The cost escalation follows an exponential curve. Bugs found during design cost 1x to fix. During implementation, 6x. After release, between 15x and 100x 3. For fundamental architectural changes, multiply those numbers by ten. An authentication system that would have taken two weeks to build properly in year one might require fourteen months of rewrite work by year five. The mathematics are unforgiving.
The Pattern
Netscape's browser rewrite in the late 1990s demonstrates the catastrophic cost of accumulated architectural debt. They'd dominated the browser market with over 80% market share in 1996, but their codebase had accumulated years of patches and workarounds 4. The architecture was fragmented. They decided to rewrite it from scratch for version 6.0, believing they could build something better while maintaining market position.
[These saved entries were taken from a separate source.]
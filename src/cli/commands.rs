//! Shell command definitions and handlers.

use crate::cli::core::{CliMode, CommandError, CommandResult, ShellContext};
use crate::cli::forms::{self, ExpenseDraft};
use crate::cli::help;
use crate::cli::io;
use crate::cli::output::{self, section as output_section};
use crate::cli::registry::{CommandEntry, CommandRegistry};
use crate::cli::ui::countdown;
use crate::cli::ui::table::{Alignment, Table, TableColumn};
use crate::cli::ui::test_mode;
use crate::ledger::Expense;
use crate::utils::format_amount;

pub(crate) fn register_all(registry: &mut CommandRegistry) {
    for entry in definitions() {
        registry.register(entry);
    }
}

fn definitions() -> Vec<CommandEntry> {
    vec![
        CommandEntry::new(
            "add",
            "Record a new expense",
            "add [amount category date remarks...]",
            cmd_add,
        ),
        CommandEntry::new(
            "delete",
            "Delete an expense after confirmation",
            "delete [id]",
            cmd_delete,
        ),
        CommandEntry::new("list", "Show all expenses", "list", cmd_list),
        CommandEntry::new(
            "sort-date",
            "Sort expenses by date, oldest first",
            "sort-date",
            cmd_sort_date,
        ),
        CommandEntry::new(
            "sort-amount",
            "Sort expenses by amount, smallest first",
            "sort-amount",
            cmd_sort_amount,
        ),
        CommandEntry::new("stats", "Summarize spending", "stats", cmd_stats),
        CommandEntry::new("save", "Write the ledger to disk now", "save", cmd_save),
        CommandEntry::new(
            "help",
            "Show available commands",
            "help [command]",
            cmd_help,
        ),
        CommandEntry::new(
            "version",
            "Show build and data file details",
            "version",
            cmd_version,
        ),
        CommandEntry::new("exit", "Save and leave the shell", "exit", cmd_exit),
    ]
}

fn cmd_add(context: &mut ShellContext, args: &[&str]) -> CommandResult {
    let draft = if args.is_empty() {
        if context.mode != CliMode::Interactive {
            return Err(CommandError::InvalidArguments(
                "usage: add <amount> <category> <YYYY-MM-DD> [remarks...]".into(),
            ));
        }
        forms::expense_form()?
    } else {
        draft_from_args(args)?
    };

    let id = context
        .manager
        .add(draft.amount, draft.category, draft.date, &draft.remarks);
    io::print_success(format!("Expense added (id {id})."));
    Ok(())
}

fn draft_from_args(args: &[&str]) -> Result<ExpenseDraft, CommandError> {
    if args.len() < 3 {
        return Err(CommandError::InvalidArguments(
            "usage: add <amount> <category> <YYYY-MM-DD> [remarks...]".into(),
        ));
    }
    Ok(ExpenseDraft {
        amount: forms::parse_amount(args[0])?,
        category: forms::parse_category(args[1])?,
        date: forms::parse_date(args[2])?,
        remarks: args[3..].join(" "),
    })
}

fn cmd_delete(context: &mut ShellContext, args: &[&str]) -> CommandResult {
    if context.manager.records().is_empty() {
        io::print_info("No records yet.");
        return Ok(());
    }

    let id = match args.first() {
        Some(raw) => forms::parse_record_id(raw)?,
        None => {
            if context.mode != CliMode::Interactive {
                return Err(CommandError::InvalidArguments("usage: delete <id>".into()));
            }
            show_records(context, "All records");
            forms::prompt_record_id()?
        }
    };

    let Some(record) = context.manager.find(id) else {
        return Err(CommandError::Message(format!("No record with id {id}.")));
    };

    output_section("Record to delete");
    output::render_table(&records_table(std::slice::from_ref(record)));

    if !confirm_delete(context, &format!("Delete record {id}?"))? {
        io::print_info("Deletion cancelled.");
        return Ok(());
    }

    context.manager.delete(id);
    io::print_success(format!("Record {id} deleted."));
    Ok(())
}

/// Interactive deletes run the visual countdown; scripted runs consume a
/// queued answer when one is installed and otherwise pass straight through.
fn confirm_delete(context: &ShellContext, prompt: &str) -> Result<bool, CommandError> {
    match context.mode {
        CliMode::Interactive => {
            countdown::confirm_with_countdown(prompt, context.config.countdown_seconds)
                .map_err(CommandError::from)
        }
        CliMode::Script => Ok(test_mode::next_confirm(prompt).unwrap_or(true)),
    }
}

fn cmd_list(context: &mut ShellContext, _args: &[&str]) -> CommandResult {
    show_records(context, "All records");
    Ok(())
}

fn cmd_sort_date(context: &mut ShellContext, _args: &[&str]) -> CommandResult {
    context.manager.sort_by_date();
    io::print_success("Records sorted by date.");
    show_records(context, "Records by date");
    Ok(())
}

fn cmd_sort_amount(context: &mut ShellContext, _args: &[&str]) -> CommandResult {
    context.manager.sort_by_amount();
    io::print_success("Records sorted by amount, smallest first.");
    show_records(context, "Records by amount");
    Ok(())
}

fn cmd_stats(context: &mut ShellContext, _args: &[&str]) -> CommandResult {
    let Some(stats) = context.manager.stats() else {
        io::print_info("No records to summarize.");
        return Ok(());
    };

    output_section("Spending summary");
    io::print_info(format!("Total spent: {}", format_amount(stats.total)));
    io::print_info(format!("Records: {}", stats.count));
    io::print_info(format!("Average per record: {}", format_amount(stats.average)));

    let mut breakdown = Table::new(vec![
        TableColumn::new("Category", Alignment::Left),
        TableColumn::new("Total", Alignment::Right),
        TableColumn::new("Count", Alignment::Right),
    ]);
    for (category, totals) in &stats.per_category {
        breakdown.push_row(vec![
            category.label().to_string(),
            format_amount(totals.sum),
            totals.count.to_string(),
        ]);
    }
    output::render_table(&breakdown);

    let top_total = stats
        .per_category
        .iter()
        .find(|(category, _)| *category == stats.max_category)
        .map(|(_, totals)| totals.sum)
        .expect("top category is always aggregated");
    io::print_info(format!(
        "Top category: {} ({})",
        stats.max_category.label(),
        format_amount(top_total)
    ));
    io::print_info(format!(
        "Largest single expense: {} ({}, {})",
        format_amount(stats.max_single.amount),
        stats.max_single.category.label(),
        stats.max_single.date
    ));
    Ok(())
}

fn cmd_save(context: &mut ShellContext, _args: &[&str]) -> CommandResult {
    context.manager.save()?;
    io::print_success(format!(
        "Saved {} records to {}.",
        context.manager.records().len(),
        context.manager.path().display()
    ));
    Ok(())
}

fn cmd_help(context: &mut ShellContext, args: &[&str]) -> CommandResult {
    if let Some(command) = args.first().map(|name| name.to_lowercase()) {
        if let Some(command) = context.command(&command) {
            help::print_command(command);
        } else {
            context.suggest_command(args[0]);
        }
        return Ok(());
    }

    help::print_overview(&context.registry);
    Ok(())
}

fn cmd_version(context: &mut ShellContext, _args: &[&str]) -> CommandResult {
    output_section(format!("Expense Core {}", env!("CARGO_PKG_VERSION")));
    io::print_info(format!("  Data file: {}", context.manager.path().display()));
    io::print_info(format!("  Records  : {}", context.manager.records().len()));
    Ok(())
}

fn cmd_exit(_context: &mut ShellContext, _args: &[&str]) -> CommandResult {
    Err(CommandError::ExitRequested)
}

fn show_records(context: &ShellContext, title: &str) {
    output_section(title);
    let records = context.manager.records();
    if records.is_empty() {
        io::print_info("No records yet.");
        return;
    }
    output::render_table(&records_table(records));
}

fn records_table(records: &[Expense]) -> Table {
    let mut table = Table::new(vec![
        TableColumn::new("ID", Alignment::Right),
        TableColumn::new("Amount", Alignment::Right),
        TableColumn::new("Category", Alignment::Left),
        TableColumn::new("Date", Alignment::Left),
        TableColumn::new("Remarks", Alignment::Left),
    ]);
    for record in records {
        table.push_row(vec![
            record.id.to_string(),
            format_amount(record.amount),
            record.category.label().to_string(),
            record.date.to_string(),
            record.remarks.clone(),
        ]);
    }
    table
}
The rewrite took three years. During those three years, Microsoft's Internet Explorer captured the market. By the time Netscape 6.0 shipped in 2000, their market share had collapsed to under 10%. They never recovered. Joel Spolsky later called it "the single worst strategic mistake that any software company can make" 4. The team had fallen victim to second-system syndrome—trying to fix everything wrong with the old system, adding features they'd always wanted, losing focus on shipping 5.
IBM's rewrite of Queensland Health's payroll system in 2010 cost the Australian government an estimated $1.2 billion 6. The project was meant to replace 22-year-old software with a modern system. Instead, it created chaos. Thousands of employees were underpaid, overpaid, or not paid at all. The old system contained decades of business logic, edge cases, and regulatory requirements that weren't properly documented. The rewrite team rediscovered this knowledge one production incident at a time, through angry workers who couldn't pay their bills and unions threatening legal action.
TSB Bank's platform migration in 2018 affected 1.9 million customers and eventually cost over £330 million when their switch to a new banking platform failed 7. Customers couldn't access accounts for weeks. A parliamentary inquiry found that the bank had ignored repeated warnings about migration risks, underestimated the complexity of switching systems, and inadequately tested the new platform. The CEO resigned. The bank's reputation suffered damage that persisted for years.
These aren't isolated incidents. They represent a pattern that repeats because the conditions creating it are structural. Companies optimize for short-term delivery. Roadmaps are aggressive. Deadlines are tight. Architecture work is invisible until its absence causes disasters. Technical debt accumulates faster than it gets paid down. Eventually the debt compounds to the point where incremental fixes don't work anymore and rewrites seem like the only option.
But rewrites are expensive, risky, and often fail. Teams underestimate the complexity embedded in the old system. They fall victim to second-system syndrome and try to solve every historical problem. Competitors ship new features while the rewrite team rebuilds existing functionality. Migration turns out to be exponentially more complex than anyone planned. The question isn't whether to rewrite. The question is how to avoid creating the conditions that make rewrites necessary in the first place.
Prevention
Jeff Bezos categorized decisions into one-way doors and two-way doors 8. One-way doors are consequential and nearly irreversible—database choices, authentication architecture, API contracts, core domain models. These decisions need to be made carefully because getting them wrong creates years of pain. Two-way doors can be changed relatively easily—UI frameworks, logging implementations, caching strategies. These decisions can be made quickly.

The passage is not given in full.